Only 360€ per week!
Work with local farmers in Uganda! You will be in charge of helping out in farms by cleaning, picking fruits, planting crops and feeding animals.
This project is a perfect way to get fully immersed in the rural Ugandan lifestyle. By spending time working with local farmers and helping out in their farms, you will be part of a rewarding experience that not many people get the chance to have!
Most villagers in rural Uganda have devoted their lives to farming as it is a practice, which has been passed down from generation to generation. Local villagers learn to live with only the basics as well as eating from what they have grown.
In this program, you will work alongside local farmers and help them with their daily work. Your tasks might include planting and watering the crops, cleaning the farm, feeding the animals, picking fruits and vegetables depending on what is needed at the time.
Some days may be busier than others as you will be working at the pace of the local farmers who also choose to have “lazy” days. Besides working with crops, you will also be working with animals including cows, sheep, goats, etc.
This program will give you great insight into rural Ugandan life.
You will be working for 4-5 hours. Some farms are near our center (about 10 minutes walk away), while others are located roughly an hour's drive away. Below is what a typical day might look like:
Note: This schedule can be changed and/or amended depending on weather conditions, local conditions and unforeseen circumstances.
Minimum age: –
Maximum age: –
Minimum English level: Basic
CRB required: On Signup
Passport copy required: No
Resume copy required: No
Required qualification: None
There are no further requirements for this program.
Enjoy the local life in this rural township in central Uganda. Your accommodation location provides you with a great opportunity to see and experience Uganda on an authentic, local scale.
You will either be staying at our homestay or in our rural accommodation center. The homestay is a bit more comfortable with the family setting, but in our farm accommodation itself is quite basic and authentic. All participants are expected to be environmentally aware and to use all resources with restraint, especially water, paper, and electricity. You will be expected to clean up after yourself, and to play your part to keep the accommodation neat and organized. There is no WIFI in either location and you will need to purchase a local SIM card in order to access the internet.
Food will be Ugandan-style, which means lots of vegetables, potatoes, bananas, bread, and pancakes. Some dishes may have meat, but if you are vegetarian just let your coordinator know.
There are many shops located near our homestay, all within 10-15 minutes walking distance.
Transportation to Kampala is available from the homestay. Local transport from Farm accommodation is much less frequent, but arrangements can be made and/or information provided to assist you with getting to Kampala, the capital of Uganda.
No scheduled activities outside the program.
There are many things to see and do in Kampala, the Ugandan capital. It is located within a 30-90 minute drive from our center and is filled with culture and history.

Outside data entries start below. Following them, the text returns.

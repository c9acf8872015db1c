// Analysis configuration loaded from TOML
//
// Every tuning constant of the engine lives in EngineConfig and is passed
// explicitly to the components that need it. Relative paths in the file are
// resolved against the directory containing the file.

use crate::error::{Result, StatsError};
use crate::stats::{ExternalSolver, LinearModelSolver, OlsSolver, StatsMethod};
use serde::{Deserialize, Serialize};
use std::collections::HashSet;
use std::fmt;
use std::path::{Path, PathBuf};

/// Numeric settings shared by every statistical run
///
/// # Example
/// ```
/// use phenostat::config::EngineConfig;
///
/// let config = EngineConfig::default();
/// assert_eq!(config.significance_threshold, 0.05);
/// assert_eq!(config.lm_chunk_size, 200_000);
/// ```
#[derive(Debug, Clone, PartialEq, Serialize, Deserialize)]
#[serde(default, deny_unknown_fields)]
pub struct EngineConfig {
    /// q-value above which a statistic is zeroed
    pub significance_threshold: f32,

    /// Statistics are clamped to +/- this magnitude
    pub tstat_limit: f32,

    /// z-scores with a smaller magnitude are zeroed in one-against-many maps
    pub zscore_cutoff: f32,

    /// Maximum voxels per linear-model solver call
    pub lm_chunk_size: usize,

    /// Number of voxel chunks the t-test is split into
    pub ttest_chunks: usize,

    /// Bins in the specimen-level p-value histogram
    pub histogram_bins: usize,

    /// Run specimen-level linear models
    pub specimen_level: bool,
}

impl Default for EngineConfig {
    fn default() -> Self {
        Self {
            significance_threshold: 0.05,
            tstat_limit: 50.0,
            zscore_cutoff: 3.0,
            lm_chunk_size: 200_000,
            ttest_chunks: 10,
            histogram_bins: 20,
            specimen_level: true,
        }
    }
}

impl EngineConfig {
    pub fn validate(&self) -> Result<()> {
        if !(0.0..=1.0).contains(&self.significance_threshold) {
            return Err(StatsError::config(format!(
                "significance_threshold must be in [0, 1], got {}",
                self.significance_threshold
            )));
        }
        if !(self.tstat_limit > 0.0) {
            return Err(StatsError::config(format!(
                "tstat_limit must be positive, got {}",
                self.tstat_limit
            )));
        }
        if !(self.zscore_cutoff >= 0.0) {
            return Err(StatsError::config(format!(
                "zscore_cutoff must be non-negative, got {}",
                self.zscore_cutoff
            )));
        }
        if self.lm_chunk_size == 0 || self.ttest_chunks == 0 || self.histogram_bins == 0 {
            return Err(StatsError::config(
                "lm_chunk_size, ttest_chunks and histogram_bins must be at least 1",
            ));
        }
        Ok(())
    }
}

fn default_reference_genotype() -> String {
    "wildtype".to_string()
}

/// Which linear-model solver to use
#[derive(Debug, Clone, PartialEq, Serialize, Deserialize)]
#[serde(tag = "kind", rename_all = "kebab-case", deny_unknown_fields)]
pub enum SolverConfig {
    /// Run `program [args...] <data> <groups> <p-out> <t-out> <formula>` per chunk
    External {
        program: PathBuf,
        #[serde(default)]
        args: Vec<String>,
    },
    /// Ordinary least squares in process
    InProcess {
        #[serde(default = "default_reference_genotype")]
        reference_genotype: String,
    },
}

impl Default for SolverConfig {
    fn default() -> Self {
        Self::InProcess {
            reference_genotype: default_reference_genotype(),
        }
    }
}

impl SolverConfig {
    pub fn build(&self) -> Box<dyn LinearModelSolver> {
        match self {
            Self::External { program, args } => Box::new(ExternalSolver::new(program.clone(), args.clone())),
            Self::InProcess { reference_genotype } => Box::new(OlsSolver::new(reference_genotype.clone())),
        }
    }
}

/// Kind of phenotype data an analysis works on
#[derive(Debug, Clone, Copy, PartialEq, Eq, Serialize, Deserialize)]
#[serde(rename_all = "kebab-case")]
pub enum AnalysisKind {
    Intensity,
    Jacobian,
    Deformation,
    OrganVolume,
}

impl fmt::Display for AnalysisKind {
    fn fmt(&self, f: &mut fmt::Formatter<'_>) -> fmt::Result {
        let name = match self {
            Self::Intensity => "intensity",
            Self::Jacobian => "jacobian",
            Self::Deformation => "deformation",
            Self::OrganVolume => "organ-volume",
        };
        f.write_str(name)
    }
}

#[derive(Debug, Clone, PartialEq, Serialize, Deserialize)]
#[serde(deny_unknown_fields)]
pub struct AnalysisConfig {
    pub name: String,
    pub kind: AnalysisKind,
    pub method: StatsMethod,

    /// Wild-type volumes (voxel analyses)
    #[serde(default)]
    pub wildtype: Vec<PathBuf>,

    /// Mutant volumes; for organ-volume analyses, when given, only these
    /// specimens are kept from the mutant table
    #[serde(default)]
    pub mutant: Vec<PathBuf>,

    /// Wild-type organ volume table (organ-volume analyses)
    #[serde(default)]
    pub wildtype_table: Option<PathBuf>,

    /// Mutant organ volume table (organ-volume analyses)
    #[serde(default)]
    pub mutant_table: Option<PathBuf>,
}

impl AnalysisConfig {
    fn validate(&self, has_mask: bool) -> Result<()> {
        let fail = |msg: &str| Err(StatsError::config(format!("analysis '{}': {}", self.name, msg)));

        if self.name.trim().is_empty() {
            return Err(StatsError::config("analysis name must not be empty"));
        }
        if self.kind == AnalysisKind::OrganVolume {
            if self.wildtype_table.is_none() || self.mutant_table.is_none() {
                return fail("organ-volume analyses need wildtype_table and mutant_table");
            }
            if self.method != StatsMethod::LinearModel {
                return fail("organ-volume analyses only support the linear-model method");
            }
        } else {
            if !has_mask {
                return fail("voxel analyses need a mask");
            }
            if self.wildtype.is_empty() || self.mutant.is_empty() {
                return fail("wildtype and mutant volume lists must not be empty");
            }
        }
        Ok(())
    }

    fn resolve(&mut self, base: &Path) {
        for path in self.wildtype.iter_mut().chain(self.mutant.iter_mut()) {
            *path = resolve(base, path);
        }
        for path in [&mut self.wildtype_table, &mut self.mutant_table].into_iter().flatten() {
            *path = resolve(base, path);
        }
    }
}

fn default_output_dir() -> PathBuf {
    PathBuf::from("stats_output")
}

fn resolve(base: &Path, path: &Path) -> PathBuf {
    if path.is_absolute() {
        path.to_path_buf()
    } else {
        base.join(path)
    }
}

/// Top-level configuration file
///
/// ```toml
/// project_name = "ko_line"
/// mask = "mask.nii.gz"
/// groups = "groups.csv"
/// formulas = ["data ~ genotype + crl"]
///
/// [engine]
/// specimen_level = false
///
/// [[analysis]]
/// name = "jacobians"
/// kind = "jacobian"
/// method = "linear-model"
/// wildtype = ["wt/a.nii.gz", "wt/b.nii.gz"]
/// mutant = ["mut/c.nii.gz"]
/// ```
#[derive(Debug, Clone, PartialEq, Serialize, Deserialize)]
#[serde(deny_unknown_fields)]
pub struct StatsConfig {
    pub project_name: String,

    #[serde(default = "default_output_dir")]
    pub output_dir: PathBuf,

    #[serde(default)]
    pub mask: Option<PathBuf>,

    #[serde(default)]
    pub groups: Option<PathBuf>,

    /// Linear-model formulas; only the first is run
    #[serde(default)]
    pub formulas: Vec<String>,

    #[serde(default)]
    pub label_map: Option<PathBuf>,

    #[serde(default)]
    pub label_names: Option<PathBuf>,

    /// Per-label p-value thresholds for line-level organ volume calls
    #[serde(default)]
    pub line_calibrated_p_values: Option<PathBuf>,

    /// Per-label p-value thresholds for specimen-level organ volume calls
    #[serde(default)]
    pub specimen_calibrated_p_values: Option<PathBuf>,

    /// Write one-against-many z-maps for every mutant
    #[serde(default)]
    pub n1: bool,

    #[serde(default)]
    pub engine: EngineConfig,

    #[serde(default)]
    pub solver: SolverConfig,

    #[serde(default, rename = "analysis")]
    pub analyses: Vec<AnalysisConfig>,
}

impl StatsConfig {
    /// Load, resolve and validate a configuration file
    pub fn from_toml<P: AsRef<Path>>(path: P) -> Result<Self> {
        let path = path.as_ref();
        let content = std::fs::read_to_string(path)
            .map_err(|e| StatsError::config(format!("cannot read {}: {}", path.display(), e)))?;
        let base = path.parent().unwrap_or_else(|| Path::new("."));
        Self::from_toml_str(&content, base)
    }

    /// Parse configuration text, resolving relative paths against `base`
    pub fn from_toml_str(content: &str, base: &Path) -> Result<Self> {
        let mut config: StatsConfig =
            toml::from_str(content).map_err(|e| StatsError::config(e.to_string()))?;
        config.resolve(base);
        config.validate()?;
        Ok(config)
    }

    fn resolve(&mut self, base: &Path) {
        self.output_dir = resolve(base, &self.output_dir);
        for path in [
            &mut self.mask,
            &mut self.groups,
            &mut self.label_map,
            &mut self.label_names,
            &mut self.line_calibrated_p_values,
            &mut self.specimen_calibrated_p_values,
        ]
        .into_iter()
        .flatten()
        {
            *path = resolve(base, path);
        }
        if let SolverConfig::External { program, .. } = &mut self.solver {
            // Bare program names are looked up on PATH
            if program.components().count() > 1 {
                *program = resolve(base, program);
            }
        }
        for analysis in &mut self.analyses {
            analysis.resolve(base);
        }
    }

    pub fn validate(&self) -> Result<()> {
        if self.project_name.trim().is_empty() {
            return Err(StatsError::config("project_name must not be empty"));
        }
        if self.analyses.is_empty() {
            return Err(StatsError::config("at least one [[analysis]] is required"));
        }
        self.engine.validate()?;

        let mut names = HashSet::new();
        for analysis in &self.analyses {
            analysis.validate(self.mask.is_some())?;
            if !names.insert(analysis.name.as_str()) {
                return Err(StatsError::config(format!("duplicate analysis name '{}'", analysis.name)));
            }
        }
        Ok(())
    }

    /// First configured formula, the only one that is run
    pub fn formula(&self) -> Option<&str> {
        self.formulas.first().map(String::as_str)
    }
}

From this location we do not provide free transport to other locations.
Name: Republic of Uganda
Population: 40 million
Language: English, Swahili, Luganda
Currency: Ugandan Shilling (UGX)
Time zone: UTC +3
For a small country, Uganda has everything an adventurer could wish for. It has everything and more than its neighbouring countries do, including the famous “Big Five” must see animals of Africa. More than that, the country is home to the tallest mountain range and largest lake in Africa. Half the remaining mountain gorillas in the world reside in this country, making wildlife watching a unique experience!
Uganda boasts a tropical climate across most of its surface area, except in the mountainous regions (which can get quite cold and some even receive a bit of snow). Temperatures range from 21-25°C (70-77°F), with the hottest months from December to February. The wet months occur from March to May as well as October and November. The dry season occurs between January and February as well as June to September.

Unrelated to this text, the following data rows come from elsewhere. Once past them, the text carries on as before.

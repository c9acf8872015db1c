// Linear-model solver port
//
// A solver fits one chunk of voxels: rows are specimens (aligned with the
// groups table), columns are voxels. It answers with one p-value and one
// complement statistic per voxel; the caller inverts the statistic to get t.
//
// ExternalSolver runs a numerical-fitting program once per chunk, exchanging
// data through files in a private temporary directory. OlsSolver fits the
// same model in process by ordinary least squares.

use super::linear_model::write_chunk;
use super::welch::student_t_two_sided;
use crate::error::{Result, StatsError};
use crate::groups::GroupsTable;
use faer::linalg::matmul::matmul;
use faer::linalg::solvers::{Llt, Solve};
use faer::{Accum, Mat, Par, Side};
use ndarray::Array2;
use std::fs::File;
use std::io::{BufWriter, Read, Write};
use std::path::{Path, PathBuf};
use std::process::Command;
use tracing::{debug, warn};

/// One chunk to fit
pub struct SolverRequest<'a> {
    /// Specimens x voxels
    pub chunk: &'a Array2<f64>,
    /// Groups rows in the same order as the chunk rows
    pub groups: &'a GroupsTable,
    pub formula: &'a str,
}

/// Per-voxel results for one chunk
#[derive(Debug, Clone, PartialEq)]
pub struct SolverResponse {
    pub pvalues: Vec<f64>,
    /// Reciprocal of the genotype t-statistic
    pub complement: Vec<f64>,
}

impl SolverResponse {
    fn check_len(self, expected: usize) -> Result<Self> {
        if self.pvalues.len() != expected || self.complement.len() != expected {
            return Err(StatsError::solver(format!(
                "expected {} values, got {} p-values and {} t-values",
                expected,
                self.pvalues.len(),
                self.complement.len()
            )));
        }
        Ok(self)
    }
}

pub trait LinearModelSolver {
    fn solve(&self, request: &SolverRequest<'_>) -> Result<SolverResponse>;
}

/// Solver that runs an external program per chunk
///
/// The program is called as `program [args...] <data> <groups> <p-out> <t-out> <formula>`.
#[derive(Debug, Clone)]
pub struct ExternalSolver {
    program: PathBuf,
    args: Vec<String>,
}

impl ExternalSolver {
    pub fn new(program: impl Into<PathBuf>, args: Vec<String>) -> Self {
        Self {
            program: program.into(),
            args,
        }
    }
}

/// Read a file of raw little-endian f64 values
fn read_f64_file(path: &Path) -> Result<Vec<f64>> {
    let mut bytes = Vec::new();
    File::open(path)
        .map_err(|e| StatsError::solver(format!("cannot open {}: {}", path.display(), e)))?
        .read_to_end(&mut bytes)?;
    if bytes.len() % 8 != 0 {
        return Err(StatsError::solver(format!(
            "{} is not a whole number of f64 values ({} bytes)",
            path.display(),
            bytes.len()
        )));
    }
    Ok(bytes
        .chunks_exact(8)
        .map(|b| f64::from_le_bytes([b[0], b[1], b[2], b[3], b[4], b[5], b[6], b[7]]))
        .collect())
}

impl LinearModelSolver for ExternalSolver {
    fn solve(&self, request: &SolverRequest<'_>) -> Result<SolverResponse> {
        // Removed on drop, whichever way this function returns
        let workdir = tempfile::Builder::new().prefix("phenostat-lm-").tempdir()?;
        let data_path = workdir.path().join("pixels.dat");
        let groups_path = workdir.path().join("groups.csv");
        let pvals_path = workdir.path().join("pvals.dat");
        let tvals_path = workdir.path().join("tvals.dat");

        {
            let mut writer = BufWriter::new(File::create(&data_path)?);
            write_chunk(request.chunk, &mut writer)?;
            writer.flush()?;
        }
        request.groups.write(&groups_path)?;

        debug!(
            program = %self.program.display(),
            voxels = request.chunk.ncols(),
            "running linear model"
        );
        let output = Command::new(&self.program)
            .args(&self.args)
            .arg(&data_path)
            .arg(&groups_path)
            .arg(&pvals_path)
            .arg(&tvals_path)
            .arg(request.formula)
            .output()
            .map_err(|e| StatsError::solver(format!("cannot run {}: {}", self.program.display(), e)))?;

        if !output.status.success() {
            let stderr = String::from_utf8_lossy(&output.stderr);
            warn!(status = %output.status, "linear model failed: {}", stderr.trim());
            return Err(StatsError::solver(format!(
                "{} exited with {}: {}",
                self.program.display(),
                output.status,
                stderr.trim()
            )));
        }

        SolverResponse {
            pvalues: read_f64_file(&pvals_path)?,
            complement: read_f64_file(&tvals_path)?,
        }
        .check_len(request.chunk.ncols())
    }
}

/// In-process ordinary least squares fit
///
/// The design has an intercept, a genotype indicator (1 for every row whose
/// `genotype` differs from the reference genotype) and one numeric column per
/// additional formula term. The reported statistic is the t of the genotype
/// coefficient.
#[derive(Debug, Clone)]
pub struct OlsSolver {
    reference_genotype: String,
}

impl Default for OlsSolver {
    fn default() -> Self {
        Self::new("wildtype")
    }
}

impl OlsSolver {
    pub fn new(reference_genotype: impl Into<String>) -> Self {
        Self {
            reference_genotype: reference_genotype.into(),
        }
    }

    /// Design matrix for the formula terms, one row per groups row
    fn design(&self, groups: &GroupsTable, formula: &str) -> Result<Mat<f64>> {
        let genotype = groups
            .column("genotype")
            .ok_or_else(|| StatsError::groups("no 'genotype' column"))?;

        let rhs = formula.split_once('~').map(|(_, r)| r).unwrap_or(formula);
        let covariates = rhs
            .split('+')
            .map(str::trim)
            .filter(|term| !term.is_empty() && *term != "genotype" && *term != "1")
            .map(|term| groups.numeric_column(term))
            .collect::<Result<Vec<_>>>()?;

        Ok(Mat::from_fn(genotype.len(), covariates.len() + 2, |row, col| match col {
            0 => 1.0,
            1 => f64::from(u8::from(genotype[row] != self.reference_genotype)),
            _ => covariates[col - 2][row],
        }))
    }
}

impl LinearModelSolver for OlsSolver {
    fn solve(&self, request: &SolverRequest<'_>) -> Result<SolverResponse> {
        let chunk = request.chunk;
        let (n, voxels) = chunk.dim();
        if request.groups.len() != n {
            return Err(StatsError::LengthMismatch {
                expected: n,
                actual: request.groups.len(),
            });
        }

        let x = self.design(request.groups, request.formula)?;
        let k = x.ncols();
        let xt = x.as_ref().transpose();

        let mut xtx = Mat::<f64>::zeros(k, k);
        matmul(xtx.as_mut(), Accum::Replace, xt, x.as_ref(), 1.0, Par::Seq);
        let factor = Llt::new(xtx.as_ref(), Side::Lower)
            .map_err(|_| StatsError::solver("design matrix is singular"))?;

        // Only the genotype diagonal of (X^T X)^-1 is needed
        let unit = Mat::from_fn(k, 1, |row, _| if row == 1 { 1.0 } else { 0.0 });
        let genotype_variance = factor.solve(unit.as_ref())[(1, 0)];
        let dof = n as f64 - k as f64;

        // One column at a time, so a voxel's fit never depends on the chunk width
        let mut xty = Mat::<f64>::zeros(k, 1);
        let mut fitted = Mat::<f64>::zeros(n, 1);
        let mut pvalues = Vec::with_capacity(voxels);
        let mut complement = Vec::with_capacity(voxels);
        for voxel in 0..voxels {
            let y = Mat::from_fn(n, 1, |row, _| chunk[[row, voxel]]);
            matmul(xty.as_mut(), Accum::Replace, xt, y.as_ref(), 1.0, Par::Seq);
            let beta = factor.solve(xty.as_ref());
            matmul(fitted.as_mut(), Accum::Replace, x.as_ref(), beta.as_ref(), 1.0, Par::Seq);

            let rss: f64 = (0..n).map(|row| (y[(row, 0)] - fitted[(row, 0)]).powi(2)).sum();
            let se = (rss / dof * genotype_variance).sqrt();
            let t = beta[(1, 0)] / se;
            pvalues.push(student_t_two_sided(t, dof));
            complement.push(1.0 / t);
        }

        Ok(SolverResponse { pvalues, complement })
    }
}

Uganda’s culture is made of up many ethnic groups making it difficult to generalize. For example, Lango and Acholi people dominate the north, while the Iteso and Karamojong people rule in the east. Moreover, Pygmies can be found living in isolated rainforest regions in western Uganda.

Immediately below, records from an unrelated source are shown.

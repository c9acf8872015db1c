//! Masked volume codec
//!
//! Maps between full 3D volumes and the compact 1D representation holding only
//! the voxels selected by an anatomical mask. Both directions walk the volume in
//! logical row-major order, so `rebuild(flatten(v, m), m)` reproduces `v`
//! bit-for-bit inside the mask.

use crate::error::{Result, StatsError};
use ndarray::Array3;
use std::collections::hash_map::DefaultHasher;
use std::hash::{Hash, Hasher};
use std::ops::Index;

/// Fingerprint of the mask a vector was flattened with
#[derive(Debug, Clone, Copy, PartialEq, Eq, Hash)]
pub struct MaskId(u64);

/// Immutable boolean volume selecting the voxels under analysis
#[derive(Debug, Clone)]
pub struct Mask {
    voxels: Array3<bool>,
    count: usize,
    id: MaskId,
}

impl Mask {
    pub fn new(voxels: Array3<bool>) -> Self {
        let count = voxels.iter().filter(|&&v| v).count();

        let mut hasher = DefaultHasher::new();
        voxels.dim().hash(&mut hasher);
        for &v in voxels.iter() {
            v.hash(&mut hasher);
        }
        let id = MaskId(hasher.finish());

        Self { voxels, count, id }
    }

    /// Build a mask from a label/intensity volume: every non-zero voxel is in
    pub fn from_volume(volume: &Array3<f32>) -> Self {
        Self::new(volume.mapv(|v| v != 0.0))
    }

    /// Mask selecting every voxel of the given shape
    pub fn all_true(shape: (usize, usize, usize)) -> Self {
        Self::new(Array3::from_elem(shape, true))
    }

    pub fn shape(&self) -> (usize, usize, usize) {
        self.voxels.dim()
    }

    /// Number of voxels inside the mask (N)
    pub fn count(&self) -> usize {
        self.count
    }

    pub fn id(&self) -> MaskId {
        self.id
    }

    pub fn voxels(&self) -> &Array3<bool> {
        &self.voxels
    }

    /// Coordinates of the masked-in voxels, in flatten order
    pub fn coordinates(&self) -> Vec<(usize, usize, usize)> {
        self.voxels
            .indexed_iter()
            .filter_map(|(idx, &inside)| inside.then_some(idx))
            .collect()
    }
}

/// One value per masked-in voxel, in flatten order
#[derive(Debug, Clone, PartialEq)]
pub struct MaskedVector {
    values: Vec<f32>,
    mask_id: MaskId,
}

impl MaskedVector {
    /// Wrap values that are already aligned with the mask identified by `mask_id`
    pub fn new(values: Vec<f32>, mask_id: MaskId) -> Self {
        Self { values, mask_id }
    }

    pub fn len(&self) -> usize {
        self.values.len()
    }

    pub fn is_empty(&self) -> bool {
        self.values.is_empty()
    }

    pub fn mask_id(&self) -> MaskId {
        self.mask_id
    }

    pub fn as_slice(&self) -> &[f32] {
        &self.values
    }

    pub fn into_values(self) -> Vec<f32> {
        self.values
    }

    pub fn iter(&self) -> std::slice::Iter<'_, f32> {
        self.values.iter()
    }

    /// Element-wise transformation producing a new vector over the same mask
    pub fn map<F: FnMut(f32) -> f32>(&self, f: F) -> Self {
        Self {
            values: self.values.iter().copied().map(f).collect(),
            mask_id: self.mask_id,
        }
    }

    /// Fail unless `other` is positionally aligned with `self`
    pub fn ensure_aligned(&self, other: &MaskedVector) -> Result<()> {
        if self.len() != other.len() {
            return Err(StatsError::LengthMismatch {
                expected: self.len(),
                actual: other.len(),
            });
        }
        if self.mask_id != other.mask_id {
            return Err(StatsError::MaskMismatch);
        }
        Ok(())
    }
}

impl Index<usize> for MaskedVector {
    type Output = f32;

    fn index(&self, index: usize) -> &f32 {
        &self.values[index]
    }
}

/// Select the voxels of `volume` where `mask` is true
pub fn flatten(volume: &Array3<f32>, mask: &Mask) -> Result<MaskedVector> {
    if volume.dim() != mask.shape() {
        return Err(StatsError::ShapeMismatch {
            volume: volume.dim(),
            mask: mask.shape(),
        });
    }

    let values = volume
        .iter()
        .zip(mask.voxels.iter())
        .filter_map(|(&value, &inside)| inside.then_some(value))
        .collect();

    Ok(MaskedVector::new(values, mask.id()))
}

/// Scatter `vector` back into a full volume of the mask's shape
///
/// Voxels outside the mask receive `fill`.
pub fn rebuild(vector: &MaskedVector, mask: &Mask, fill: f32) -> Result<Array3<f32>> {
    if vector.len() != mask.count() {
        return Err(StatsError::LengthMismatch {
            expected: mask.count(),
            actual: vector.len(),
        });
    }
    if vector.mask_id() != mask.id() {
        return Err(StatsError::MaskMismatch);
    }

    let mut output = Array3::from_elem(mask.shape(), fill);
    let mut values = vector.iter();
    for (out, &inside) in output.iter_mut().zip(mask.voxels.iter()) {
        if inside {
            // Length was checked above, so the iterator cannot run dry
            if let Some(&value) = values.next() {
                *out = value;
            }
        }
    }

    Ok(output)
}

/// A single specimen's flattened data
#[derive(Debug, Clone)]
pub struct Specimen {
    pub id: String,
    pub data: MaskedVector,
}

impl Specimen {
    pub fn new(id: impl Into<String>, data: MaskedVector) -> Self {
        Self {
            id: id.into(),
            data,
        }
    }
}

/// Ordered specimens of one experimental group, all flattened with the same mask
#[derive(Debug, Clone)]
pub struct Population {
    name: String,
    specimens: Vec<Specimen>,
    voxels: usize,
    mask_id: MaskId,
}

impl Population {
    pub fn new(name: impl Into<String>, specimens: Vec<Specimen>) -> Result<Self> {
        let name = name.into();
        let first = specimens
            .first()
            .ok_or_else(|| StatsError::EmptyPopulation {
                group: name.clone(),
            })?;
        let voxels = first.data.len();
        let mask_id = first.data.mask_id();

        for specimen in &specimens[1..] {
            if specimen.data.len() != voxels {
                return Err(StatsError::LengthMismatch {
                    expected: voxels,
                    actual: specimen.data.len(),
                });
            }
            if specimen.data.mask_id() != mask_id {
                return Err(StatsError::MaskMismatch);
            }
        }

        Ok(Self {
            name,
            specimens,
            voxels,
            mask_id,
        })
    }

    pub fn name(&self) -> &str {
        &self.name
    }

    /// Number of specimens
    pub fn len(&self) -> usize {
        self.specimens.len()
    }

    pub fn is_empty(&self) -> bool {
        self.specimens.is_empty()
    }

    /// Number of voxels per specimen (N)
    pub fn voxel_count(&self) -> usize {
        self.voxels
    }

    pub fn mask_id(&self) -> MaskId {
        self.mask_id
    }

    pub fn specimens(&self) -> &[Specimen] {
        &self.specimens
    }

    pub fn ids(&self) -> Vec<&str> {
        self.specimens.iter().map(|s| s.id.as_str()).collect()
    }

    /// Copy the values of every specimen at `voxel` into `buf`
    pub fn column_into(&self, voxel: usize, buf: &mut Vec<f64>) {
        buf.clear();
        buf.extend(self.specimens.iter().map(|s| s.data[voxel] as f64));
    }

    /// Fail unless `other` was flattened with the same mask
    pub fn ensure_compatible(&self, other: &Population) -> Result<()> {
        if self.voxels != other.voxels {
            return Err(StatsError::LengthMismatch {
                expected: self.voxels,
                actual: other.voxels,
            });
        }
        if self.mask_id != other.mask_id {
            return Err(StatsError::MaskMismatch);
        }
        Ok(())
    }
}

#[cfg(test)]
mod tests {
    use super::*;
    use ndarray::Array3;

    fn checker_mask() -> Mask {
        Mask::new(Array3::from_shape_fn((2, 3, 4), |(z, y, x)| (z + y + x) % 2 == 0))
    }

    #[test]
    fn test_flatten_selects_mask_voxels_in_row_major_order() {
        let volume = Array3::from_shape_fn((2, 3, 4), |(z, y, x)| (z * 100 + y * 10 + x) as f32);
        let mask = checker_mask();
        let flat = flatten(&volume, &mask).unwrap();

        assert_eq!(flat.len(), mask.count());
        assert_eq!(flat.len(), 12);
        assert_eq!(&flat.as_slice()[..4], &[0.0, 2.0, 11.0, 13.0]);
    }

    #[test]
    fn test_rebuild_fills_outside_mask() {
        let volume = Array3::from_elem((2, 3, 4), 7.5f32);
        let mask = checker_mask();
        let flat = flatten(&volume, &mask).unwrap();
        let rebuilt = rebuild(&flat, &mask, -1.0).unwrap();

        for ((z, y, x), &v) in rebuilt.indexed_iter() {
            if (z + y + x) % 2 == 0 {
                assert_eq!(v, 7.5);
            } else {
                assert_eq!(v, -1.0);
            }
        }
    }

    #[test]
    fn test_flatten_shape_mismatch() {
        let volume = Array3::<f32>::zeros((2, 3, 5));
        let err = flatten(&volume, &checker_mask()).unwrap_err();
        assert!(matches!(err, StatsError::ShapeMismatch { .. }));
    }

    #[test]
    fn test_rebuild_length_mismatch() {
        let mask = checker_mask();
        let vector = MaskedVector::new(vec![1.0; 5], mask.id());
        let err = rebuild(&vector, &mask, 0.0).unwrap_err();
        assert!(matches!(
            err,
            StatsError::LengthMismatch {
                expected: 12,
                actual: 5
            }
        ));
    }

    #[test]
    fn test_rebuild_rejects_foreign_mask() {
        let mask = checker_mask();
        let other = Mask::all_true((1, 1, 12));
        let vector = flatten(&Array3::zeros((1, 1, 12)), &other).unwrap();
        assert!(matches!(
            rebuild(&vector, &mask, 0.0),
            Err(StatsError::MaskMismatch)
        ));
    }

    #[test]
    fn test_identical_masks_share_id() {
        assert_eq!(checker_mask().id(), checker_mask().id());
        assert_ne!(checker_mask().id(), Mask::all_true((2, 3, 4)).id());
    }

    #[test]
    fn test_coordinates_follow_flatten_order() {
        let mask = checker_mask();
        let coords = mask.coordinates();
        assert_eq!(coords.len(), mask.count());
        assert_eq!(coords[0], (0, 0, 0));
        assert_eq!(coords[2], (0, 1, 1));
    }

    #[test]
    fn test_population_rejects_unequal_lengths() {
        let mask = checker_mask();
        let a = Specimen::new("a", MaskedVector::new(vec![0.0; 12], mask.id()));
        let b = Specimen::new("b", MaskedVector::new(vec![0.0; 11], mask.id()));
        assert!(Population::new("wt", vec![a, b]).is_err());
    }

    #[test]
    fn test_population_rejects_empty() {
        let err = Population::new("mutant", vec![]).unwrap_err();
        assert!(matches!(err, StatsError::EmptyPopulation { .. }));
    }

    #[test]
    fn test_population_column() {
        let mask = Mask::all_true((1, 1, 2));
        let pop = Population::new(
            "wt",
            vec![
                Specimen::new("a", MaskedVector::new(vec![1.0, 2.0], mask.id())),
                Specimen::new("b", MaskedVector::new(vec![3.0, 4.0], mask.id())),
            ],
        )
        .unwrap();

        let mut col = Vec::new();
        pop.column_into(1, &mut col);
        assert_eq!(col, vec![2.0, 4.0]);
        assert_eq!(pop.ids(), vec!["a", "b"]);
    }
}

At least 40 languages are spoken in Uganda, with Luganda language being the most common despite English being considered the official language. In fact, English is barely spoken. Swahili is also widely used.
Uganda has a conservative Muslim and Christian society. This means that it is often not acceptable to wear clothes displaying too much skin. There are exceptions to this rule such as Kampala, however, it is advised to dress as locals do in order to blend in and be taken seriously outside tourist hotspots. Another important thing worth noting is that you should never criticize religion in presence of a Ugandan, as this is taken seriously and can be of great offense.
Ugandan cuisine has been heavily influenced by English, Arab and Indian dishes. The most common ingredients used are vegetables, potatoes, yams, bananas, chicken, pork, fish, beef, goat and mutton.
Boda-Bodas are motorcycles or scooters, which are a fun and inexpensive way to get around in big cities such as Kampala.
In Uganda, there are two classes of buses “matutus” which are minibuses with fixed routes, and coaches which run less frequently (i.e. they only leave Kampala in the morning). These two options run between major cities. Note that neither of these modes of transport run on fixed schedules and usually depart when they are full up.